Without revealing the continuation of the plot, you can well imagine what consequences our character will face: with all his goodwill (and also that of the townspeople), his party will be a bit different from the one he had seen and dreamed of. If to all this we add the kidnapping of Santa Claus ("Babbo Nachele", as he's called by the Pumpkin King to justify to the villagers his horrifying aspect and the claws, thus making his image more acceptable to them) and his temporary imprisonment at the antagonist's lair, the Boogeyman, the game is done. It will be up to Jack to understand what his role in the holidays really is (whether that of the skeletal Pumpkin King or that of a "thin" and reimagined Santa Claus in a horror style), and consequently, it will be up to him (also with the help of Sally, a rag doll who secretly loves him, and Zero) to fix a situation that, unintentionally, has turned into a catastrophe for the entire "real" world.

Joyful and lively film (despite its dark settings), enriched by an enchanting and engaging soundtrack (curated in Italy by Renato Zero, originally by Danny Elfman), and made special by a plot that entertains and above all is able to touch chords in your heart that you didn't believe it could reach.

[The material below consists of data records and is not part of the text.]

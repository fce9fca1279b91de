//! Probe strategies: one object per technique, one call per port

use crate::error::{ProbeError, ScanResult};
use crate::network::syn::SynProber;
use crate::network::{PortState, ProbeResult, Technique};
use async_trait::async_trait;
use once_cell::sync::Lazy;
use std::collections::HashMap;
use std::io;
use std::net::{IpAddr, Ipv4Addr, Ipv6Addr, SocketAddr};
use std::sync::Arc;
use std::time::{Duration, Instant};
use tokio::net::{TcpStream, UdpSocket};

/// A single-port probe strategy.
///
/// Implementations never fail as a whole: every outcome, including transport
/// failures, is folded into the returned [`ProbeResult`].
#[async_trait]
pub trait PortProbe: Send + Sync {
    async fn probe(&self, target: IpAddr, port: u16, timeout: Duration) -> ProbeResult;

    fn name(&self) -> &'static str;
}

/// Build the probe strategy for a technique.
///
/// `syn` checks raw-socket privilege here, before any probe is scheduled.
pub fn prober_for(technique: Technique) -> ScanResult<Arc<dyn PortProbe>> {
    Ok(match technique {
        Technique::TcpConnect | Technique::Hybrid => Arc::new(TcpConnectProber),
        Technique::Udp => Arc::new(UdpProber::new()),
        Technique::Syn => Arc::new(SynProber::new()?),
    })
}

/// Map the outcome of a timed connect attempt to a port state.
pub fn classify_connect<T>(
    outcome: Result<io::Result<T>, tokio::time::error::Elapsed>,
) -> Result<PortState, ProbeError> {
    match outcome {
        Ok(Ok(_)) => Ok(PortState::Open),
        Err(_) => Ok(PortState::Filtered),
        Ok(Err(e)) => match ProbeError::from(e) {
            ProbeError::ConnectionRefused => Ok(PortState::Closed),
            ProbeError::Timeout => Ok(PortState::Filtered),
            other => Err(other),
        },
    }
}

/// Full three-way handshake prober
#[derive(Debug, Clone, Copy, Default)]
pub struct TcpConnectProber;

#[async_trait]
impl PortProbe for TcpConnectProber {
    async fn probe(&self, target: IpAddr, port: u16, timeout: Duration) -> ProbeResult {
        let addr = SocketAddr::new(target, port);
        let start = Instant::now();
        let outcome = tokio::time::timeout(timeout, TcpStream::connect(addr)).await;
        let latency = start.elapsed();

        match classify_connect(outcome) {
            Ok(state) => ProbeResult::new(port, state).with_latency(latency),
            Err(cause) => ProbeResult::failed(port, cause.to_string()).with_latency(latency),
        }
    }

    fn name(&self) -> &'static str {
        "tcp_connect"
    }
}

/// Protocol-aware payloads for common UDP services; other ports get an empty datagram.
static UDP_PAYLOADS: Lazy<HashMap<u16, Vec<u8>>> = Lazy::new(|| {
    let mut payloads = HashMap::new();

    // DNS: standard query for the root zone NS records
    payloads.insert(
        53,
        vec![
            0x52, 0x53, 0x01, 0x00, 0x00, 0x01, 0x00, 0x00, 0x00, 0x00, 0x00, 0x00, 0x00, 0x00,
            0x02, 0x00, 0x01,
        ],
    );
    // TFTP: read request
    payloads.insert(69, b"\x00\x01probe\x00octet\x00".to_vec());
    // NTP: client mode version 3
    let mut ntp = vec![0u8; 48];
    ntp[0] = 0x1b;
    payloads.insert(123, ntp);
    // NetBIOS name service: node status request
    payloads.insert(
        137,
        vec![
            0x80, 0xf0, 0x00, 0x10, 0x00, 0x01, 0x00, 0x00, 0x00, 0x00, 0x00, 0x00, 0x20, 0x43,
            0x4b, 0x41, 0x41, 0x41, 0x41, 0x41, 0x41, 0x41, 0x41, 0x41, 0x41, 0x41, 0x41, 0x41,
            0x41, 0x41, 0x41, 0x41, 0x41, 0x41, 0x41, 0x41, 0x41, 0x41, 0x41, 0x41, 0x41, 0x41,
            0x41, 0x41, 0x41, 0x00, 0x00, 0x21, 0x00, 0x01,
        ],
    );
    // SNMP v1 get-request, community "public", sysDescr
    payloads.insert(
        161,
        vec![
            0x30, 0x26, 0x02, 0x01, 0x00, 0x04, 0x06, 0x70, 0x75, 0x62, 0x6c, 0x69, 0x63, 0xa0,
            0x19, 0x02, 0x04, 0x71, 0x2f, 0x0e, 0x5b, 0x02, 0x01, 0x00, 0x02, 0x01, 0x00, 0x30,
            0x0b, 0x30, 0x09, 0x06, 0x05, 0x2b, 0x06, 0x01, 0x02, 0x01, 0x05, 0x00,
        ],
    );
    // SSDP discovery
    payloads.insert(
        1900,
        b"M-SEARCH * HTTP/1.1\r\nHOST: 239.255.255.250:1900\r\nMAN: \"ssdp:discover\"\r\nMX: 1\r\nST: ssdp:all\r\n\r\n".to_vec(),
    );
    // SIP OPTIONS
    payloads.insert(
        5060,
        b"OPTIONS sip:probe SIP/2.0\r\nVia: SIP/2.0/UDP 0.0.0.0:5060\r\nMax-Forwards: 70\r\nContent-Length: 0\r\n\r\n".to_vec(),
    );

    payloads
});

/// UDP datagram prober.
///
/// Uses a connected socket so an ICMP port-unreachable answer surfaces as
/// `ConnectionRefused` on the next receive.
#[derive(Debug, Clone, Default)]
pub struct UdpProber {
    payloads: HashMap<u16, Vec<u8>>,
}

impl UdpProber {
    pub fn new() -> Self {
        Self {
            payloads: UDP_PAYLOADS.clone(),
        }
    }

    /// Override the datagram sent to one port.
    pub fn with_payload(mut self, port: u16, payload: Vec<u8>) -> Self {
        self.payloads.insert(port, payload);
        self
    }

    pub fn payload_for(&self, port: u16) -> &[u8] {
        self.payloads.get(&port).map(Vec::as_slice).unwrap_or(&[])
    }

    async fn exchange(&self, target: IpAddr, port: u16, timeout: Duration) -> Result<PortState, ProbeError> {
        let bind_addr = match target {
            IpAddr::V4(_) => SocketAddr::new(IpAddr::V4(Ipv4Addr::UNSPECIFIED), 0),
            IpAddr::V6(_) => SocketAddr::new(IpAddr::V6(Ipv6Addr::UNSPECIFIED), 0),
        };
        let socket = UdpSocket::bind(bind_addr).await?;
        socket.connect(SocketAddr::new(target, port)).await?;
        socket.send(self.payload_for(port)).await?;

        let mut buf = [0u8; 1024];
        match tokio::time::timeout(timeout, socket.recv(&mut buf)).await {
            Ok(Ok(_)) => Ok(PortState::Open),
            Err(_) => Ok(PortState::OpenOrFiltered),
            Ok(Err(e)) => match ProbeError::from(e) {
                ProbeError::ConnectionRefused => Ok(PortState::Closed),
                ProbeError::Timeout => Ok(PortState::OpenOrFiltered),
                other => Err(other),
            },
        }
    }
}

#[async_trait]
impl PortProbe for UdpProber {
    async fn probe(&self, target: IpAddr, port: u16, timeout: Duration) -> ProbeResult {
        let start = Instant::now();
        let outcome = self.exchange(target, port, timeout).await;
        let latency = start.elapsed();

        match outcome {
            Ok(state) => ProbeResult::new(port, state).with_latency(latency),
            Err(cause) => ProbeResult::failed(port, cause.to_string()).with_latency(latency),
        }
    }

    fn name(&self) -> &'static str {
        "udp"
    }
}

#[cfg(test)]
mod tests {
    use super::*;
    use tokio::net::TcpListener;

    const LOCALHOST: IpAddr = IpAddr::V4(Ipv4Addr::LOCALHOST);

    #[test]
    fn classify_connect_outcomes() {
        let refused: io::Result<()> = Err(io::Error::from(io::ErrorKind::ConnectionRefused));
        let unreachable: io::Result<()> = Err(io::Error::new(io::ErrorKind::Other, "host unreachable"));
        assert_eq!(classify_connect(Ok(Ok(()))), Ok(PortState::Open));
        assert_eq!(classify_connect(Ok(refused)), Ok(PortState::Closed));
        assert!(matches!(classify_connect(Ok(unreachable)), Err(ProbeError::Transport(_))));
    }

    #[tokio::test]
    async fn connect_probe_open_and_closed() {
        let listener = TcpListener::bind("127.0.0.1:0").await.unwrap();
        let open_port = listener.local_addr().unwrap().port();

        let closed_port = {
            let tmp = TcpListener::bind("127.0.0.1:0").await.unwrap();
            tmp.local_addr().unwrap().port()
        };

        let prober = TcpConnectProber;
        let open = prober.probe(LOCALHOST, open_port, Duration::from_millis(500)).await;
        let closed = prober.probe(LOCALHOST, closed_port, Duration::from_millis(500)).await;

        assert_eq!(open.state, PortState::Open);
        assert!(open.latency_ms >= 0.0);
        assert_eq!(closed.state, PortState::Closed);
    }

    #[tokio::test]
    async fn udp_probe_reads_reply() {
        let responder = UdpSocket::bind("127.0.0.1:0").await.unwrap();
        let port = responder.local_addr().unwrap().port();
        tokio::spawn(async move {
            let mut buf = [0u8; 512];
            if let Ok((_, peer)) = responder.recv_from(&mut buf).await {
                let _ = responder.send_to(b"pong", peer).await;
            }
        });

        let result = UdpProber::new()
            .probe(LOCALHOST, port, Duration::from_millis(500))
            .await;
        assert_eq!(result.state, PortState::Open);
    }

    #[tokio::test]
    async fn udp_unreachable_is_closed() {
        let port = {
            let tmp = UdpSocket::bind("127.0.0.1:0").await.unwrap();
            tmp.local_addr().unwrap().port()
        };
        let result = UdpProber::new()
            .probe(LOCALHOST, port, Duration::from_millis(500))
            .await;
        assert_eq!(result.state, PortState::Closed);
    }

    #[test]
    fn known_services_get_payloads() {
        let prober = UdpProber::new().with_payload(9999, b"hi".to_vec());
        assert_eq!(prober.payload_for(123).len(), 48);
        assert_eq!(prober.payload_for(9999), b"hi");
        assert!(prober.payload_for(40000).is_empty());
    }

    #[test]
    fn factory_maps_techniques() {
        assert_eq!(prober_for(Technique::TcpConnect).unwrap().name(), "tcp_connect");
        assert_eq!(prober_for(Technique::Hybrid).unwrap().name(), "tcp_connect");
        assert_eq!(prober_for(Technique::Udp).unwrap().name(), "udp");
    }
}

At Christmas, I love to watch it again, along with the aforementioned "Edward Scissorhands". Together they indeed manage to debunk Christmas as it is often meant to be transmitted to us: sugary, sentimental, forcibly joyful. Undeniable merit both of Burton (who crafted the story and concept) and also the director who managed to bring his visions to life, Henry Selick.

"Nightmare Before Christmas" is a different point of view, a "gothic fairy tale" as it has often been defined (and which Burton has accustomed us to), but it is also an invitation to believe in our dreams, to make what we desire the most a reality.